La puissance maritime. Face à la piraterie, certaines compagnies maritimes et des opérateurs de plates-formes de production pétrolière en mer recourent à des sociétés militaires privées. Philippe Louis-Dreyfus estime que cette protection doit rester du ressort de l’Etat. « Ces équipes embarquées, qui n’ont pas toujours la qualification nécessaire, devraient être certifiées, dit-il, ou composées d’anciens militaires habilités à assurer la sécurité de nos navires ». Il recommande que des décisions en ce sens soient prises de concert dans les instances internationales. Par ailleurs, la haute mer constitue un théâtre de manœuvre des forces aéromaritimes et sous-marines. La Marine de guerre a toujours été considérée comme un instrument de puissance et de pouvoir, attributs majeur du statut international d’un Etat dans le cadre d’une stratégie à long terme. L’appropriation des espaces maritimes ne peut être l’objet ultime d’une politique, estime Patrick Boissier, mais leur contrôle constitue une condition indispensable de la puissance. Tous les pays émergents l’ont bien compris et se dotent d’une Marine de haute mer pour défendre leurs intérêts.
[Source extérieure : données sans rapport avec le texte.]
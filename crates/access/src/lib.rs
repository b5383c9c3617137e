//! Bureau Console Access Engine
//!
//! This crate decides what a signed-in user of the education bureau console
//! may do and see. It models the administrative hierarchy
//! (bureau, region, zone, woreda, kebele, institution), resolves a user's
//! roles and direct grants into an effective permission set, narrows data to
//! the user's place in the hierarchy, and composes the navigation menu.
//!
//! # Features
//!
//! - **Tenant Hierarchy**: Validated tree with ancestor walks and subtree indexes
//! - **Roles**: Built-in roles anchored to levels, custom roles, delegation table
//! - **Permissions**: Module/action/resource-type grants with `own`, `children`
//!   and `all` scopes, direct grants overriding role grants
//! - **Scope Resolution**: Drill-down selection of zone, woreda and school
//! - **Data Scoping**: Filtering tenant-tagged records to the effective scope
//! - **Gates and Menus**: Predicate gates and permission-aware navigation
//!
//! # Architecture
//!
//! - [`tenant`] - Tenant identifiers, levels and the hierarchy
//! - [`role`] - Role definitions, the managed-roles table and the role catalog
//! - [`permission`] - Grant model, module registry and permission resolver
//! - [`session`] - The authenticated session supplied by the login layer
//! - [`scope`] - Drill-down selection and effective tenant resolution
//! - [`filter`] - Scope-based record filtering
//! - [`gate`] - Access gates for guarded elements
//! - [`menu`] - Menu registry and composer
//! - [`catalog`] - Loading the backend's access configuration
//! - [`error`] - Error types for all construction-time validation
//!
//! # Quick Start
//!
//! ```
//! use bureau_access::filter::{TenantTagged, scope_data};
//! use bureau_access::permission::{Action, EffectivePermissions, Permission, PermissionCheck, Scope};
//! use bureau_access::role::{Role, builtin};
//! use bureau_access::scope::ScopeSelection;
//! use bureau_access::session::Session;
//! use bureau_access::tenant::{TenantHierarchy, TenantId, TenantNode, TenantType};
//!
//! let hierarchy = TenantHierarchy::from_nodes(vec![
//!     TenantNode::new("b", TenantType::Bureau, "Bureau", None),
//!     TenantNode::new("r1", TenantType::Region, "Region 1", Some("b".into())),
//!     TenantNode::new("z1", TenantType::Zone, "Zone 1", Some("r1".into())),
//!     TenantNode::new("w1", TenantType::Woreda, "Woreda 1", Some("z1".into())),
//!     TenantNode::new("s1", TenantType::Institution, "School 1", Some("w1".into())),
//! ])
//! .unwrap();
//!
//! let session = Session::builder()
//!     .id("u-1")
//!     .role(
//!         Role::builtin(builtin::ZONE_ADMIN)
//!             .unwrap()
//!             .with_permission(Permission::new("students", Action::View, Scope::Children)),
//!     )
//!     .tenant("z1", TenantType::Zone, "Zone 1")
//!     .build()
//!     .unwrap();
//!
//! let permissions = EffectivePermissions::resolve(&session);
//! let check = PermissionCheck::new("students", Action::View);
//! assert!(permissions.has_permission(&check));
//!
//! struct Student {
//!     school: TenantId,
//! }
//! impl TenantTagged for Student {
//!     fn tenant_tag(&self) -> Option<&TenantId> {
//!         Some(&self.school)
//!     }
//! }
//!
//! let selection = ScopeSelection::default()
//!     .select_woreda(&TenantId::new("w1"), &session, &hierarchy)
//!     .unwrap();
//! let effective = selection.effective_tenant(&session);
//! let students = vec![Student { school: TenantId::new("s1") }];
//! let scope = permissions.scope_for(&check).unwrap();
//! assert_eq!(scope_data(&students, &effective, scope, &hierarchy).len(), 1);
//! ```

#![warn(missing_docs)]
#![warn(rustdoc::missing_crate_level_docs)]

pub mod catalog;
pub mod error;
pub mod filter;
pub mod gate;
pub mod menu;
pub mod permission;
pub mod role;
pub mod scope;
pub mod session;
pub mod tenant;

// Re-export commonly used types at crate root
pub use catalog::{AccessCatalog, AccessContext};
pub use error::{AccessError, AccessResult};
pub use filter::{ScopeFilter, TenantTagged, scope_data, scope_data_by};
pub use gate::{AccessGate, GateRequirement};
pub use menu::{MenuGroup, MenuItem, MenuRegistry, ModuleEntry, build_menu};
pub use permission::{Action, EffectivePermissions, Permission, PermissionCheck, Scope};
pub use role::{Role, RoleCatalog, RoleHierarchy, RoleName};
pub use scope::{EffectiveTenant, ScopeSelection, SelectionCell, effective_tenant};
pub use session::Session;
pub use tenant::{TenantHierarchy, TenantId, TenantNode, TenantType};

/// Crate version.
pub const VERSION: &str = env!("CARGO_PKG_VERSION");

/// Crate name.
pub const NAME: &str = env!("CARGO_PKG_NAME");
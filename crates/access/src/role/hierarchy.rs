//! Which roles may provision which other roles.
//!
//! The table here only narrows the role choices offered in user-management
//! forms. The backend holds its own copy and must re-check every assignment.

use std::collections::BTreeMap;

use serde::{Deserialize, Serialize};

use super::model::{RoleName, builtin};

/// A directed "creator may provision" table.
///
/// # Examples
///
/// ```
/// use bureau_access::role::{RoleHierarchy, RoleName};
///
/// let table = RoleHierarchy::standard();
/// assert_eq!(
///     table.managed_roles(&RoleName::new("WOREDA_ADMIN")),
///     &[RoleName::new("KEBELE_ADMIN")]
/// );
/// assert!(table.managed_roles(&RoleName::new("STUDENT")).is_empty());
/// ```
#[derive(Debug, Clone, Default, PartialEq, Eq, Serialize, Deserialize)]
#[serde(transparent)]
pub struct RoleHierarchy {
    managed: BTreeMap<RoleName, Vec<RoleName>>,
}

impl RoleHierarchy {
    /// Creates an empty table in which no role manages anything.
    pub fn new() -> Self {
        Self::default()
    }

    /// The bureau's standard delegation chain.
    pub fn standard() -> Self {
        Self::new()
            .with_entry(builtin::SYSTEM_ADMIN, [builtin::REGIONAL_ADMIN])
            .with_entry(builtin::REGIONAL_ADMIN, [builtin::ZONE_ADMIN])
            .with_entry(builtin::ZONE_ADMIN, [builtin::WOREDA_ADMIN])
            .with_entry(builtin::WOREDA_ADMIN, [builtin::KEBELE_ADMIN])
            .with_entry(builtin::KEBELE_ADMIN, [builtin::INSTITUTION_ADMIN])
            .with_entry(
                builtin::INSTITUTION_ADMIN,
                [
                    builtin::INSTRUCTOR,
                    builtin::REGISTRAR,
                    builtin::ACCOUNTANT,
                    builtin::STUDENT,
                ],
            )
    }

    /// Appends managed roles for a creator, skipping ones already listed.
    pub fn with_entry<I, R>(mut self, creator: impl Into<RoleName>, managed: I) -> Self
    where
        I: IntoIterator<Item = R>,
        R: Into<RoleName>,
    {
        let entry = self.managed.entry(creator.into()).or_default();
        for role in managed {
            let role = role.into();
            if !entry.contains(&role) {
                entry.push(role);
            }
        }
        self
    }

    /// Roles `creator` may provision, in table order. Unknown creators manage nothing.
    pub fn managed_roles(&self, creator: &RoleName) -> &[RoleName] {
        self.managed.get(creator).map(Vec::as_slice).unwrap_or(&[])
    }

    /// Returns `true` if `creator` may provision `target`.
    pub fn can_manage(&self, creator: &RoleName, target: &RoleName) -> bool {
        self.managed_roles(creator).contains(target)
    }

    /// Iterates over every role named in the table, creators and managed alike.
    pub fn referenced_roles(&self) -> impl Iterator<Item = &RoleName> {
        self.managed
            .iter()
            .flat_map(|(creator, managed)| std::iter::once(creator).chain(managed.iter()))
    }
}
//! Tenant identifier type.
//!
//! This module defines the [`TenantId`] type, an opaque identifier for a node
//! of the administrative hierarchy. Ancestry is not encoded in the identifier
//! itself; it lives in the [`TenantHierarchy`](super::TenantHierarchy).

use std::borrow::Borrow;
use std::fmt;

use serde::{Deserialize, Serialize};

/// An opaque identifier for a bureau, region, zone, woreda, kebele or institution.
///
/// Identifiers are assigned by the administrative backend and compared by
/// exact string equality. Records are tagged with the `TenantId` of the node
/// that owns them.
///
/// # Examples
///
/// ```
/// use bureau_access::tenant::TenantId;
///
/// let zone = TenantId::new("zone-07");
/// assert_eq!(zone.as_str(), "zone-07");
/// assert_eq!(zone, TenantId::from("zone-07"));
/// ```
#[derive(Clone, PartialEq, Eq, Hash, PartialOrd, Ord, Serialize, Deserialize)]
#[serde(transparent)]
pub struct TenantId(String);

impl TenantId {
    /// Creates a new tenant ID from the given string.
    pub fn new(id: impl Into<String>) -> Self {
        Self(id.into())
    }

    /// Returns the tenant ID as a string slice.
    pub fn as_str(&self) -> &str {
        &self.0
    }

    /// Returns `true` if the identifier is empty or only whitespace.
    ///
    /// Backends send blank strings for unassigned records; callers extracting
    /// tags should treat them as absent.
    pub fn is_blank(&self) -> bool {
        self.0.trim().is_empty()
    }
}

impl fmt::Display for TenantId {
    fn fmt(&self, f: &mut fmt::Formatter<'_>) -> fmt::Result {
        f.write_str(&self.0)
    }
}

impl fmt::Debug for TenantId {
    fn fmt(&self, f: &mut fmt::Formatter<'_>) -> fmt::Result {
        f.debug_tuple("TenantId").field(&self.0).finish()
    }
}

impl From<&str> for TenantId {
    fn from(id: &str) -> Self {
        Self(id.to_owned())
    }
}

impl From<String> for TenantId {
    fn from(id: String) -> Self {
        Self(id)
    }
}

impl Borrow<str> for TenantId {
    fn borrow(&self) -> &str {
        &self.0
    }
}

#[cfg(test)]
mod tests {
    use super::*;

    #[test]
    fn test_tenant_id_creation() {
        let tenant = TenantId::new("woreda-12");
        assert_eq!(tenant.as_str(), "woreda-12");
        assert_eq!(tenant.to_string(), "woreda-12");
        assert_eq!(format!("{:?}", tenant), "TenantId(\"woreda-12\")");
    }

    #[test]
    fn test_blank() {
        assert!(TenantId::new("").is_blank());
        assert!(TenantId::new("  ").is_blank());
        assert!(!TenantId::new("k-1").is_blank());
    }

    #[test]
    fn test_serde_transparent() {
        let tenant = TenantId::new("zone-1");
        let json = serde_json::to_string(&tenant).unwrap();
        assert_eq!(json, "\"zone-1\"");

        let parsed: TenantId = serde_json::from_str(&json).unwrap();
        assert_eq!(parsed, tenant);
    }

    #[test]
    fn test_lookup_by_str() {
        use std::collections::HashMap;

        let names: HashMap<TenantId, &str> = [(TenantId::new("k-4"), "Kebele 4")].into();
        assert_eq!(names.get("k-4"), Some(&"Kebele 4"));
    }

    #[test]
    fn test_from_string() {
        let tenant: TenantId = "school-3".into();
        assert_eq!(tenant.as_str(), "school-3");

        let tenant2: TenantId = String::from("school-3").into();
        assert_eq!(tenant2, tenant);
    }
}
Eux et même leurs voisins engagent d’importants programmes d’extension ou de renouvellement de leurs flottes militaires, alors que les nations européennes ne parviennent pas à définir une politique maritime ambitieuse. La voie maritime et le statut de la haute mer, ouverte à tous, facilitent l’entrée de bâtiments militaires sur un théâtre de crise. « Les stratèges, souligne Patrick Boissier, s’orientent  de plus en plus vers des actions de la mer vers la terre, qui mettent en avant les forces aéronavales interarmées sous mandat international et donnent une résonnance nouvelle à la notion de pré-positionnement ».

Loïc Salmon

Les zones de production sont installées de préférence sur des voies navigables ou à proximité du littoral maritime, où se concentre la majorité de la population mondiale. Les océans recèlent des ressources considérables déjà exploitées : pétrole, gaz, énergie éolienne, pêche et aquaculture. Demain, s’y ajouteront l’énergie hydrolienne, les minerais, les terres rares et les médicaments et, dans un avenir plus lointain, l’énergie thermique et la biomasse. Aujourd’hui, ces activités représentent une valeur ajoutée de 1.500 Md€ par an dans le monde, soit le deuxième secteur économique après l’agroalimentaire. Pourtant, les activités maritimes sont affectées par les conflits des eaux frontalières et surtout par la piraterie (voit revue téléchargeable de  mars 2011 p.9-16).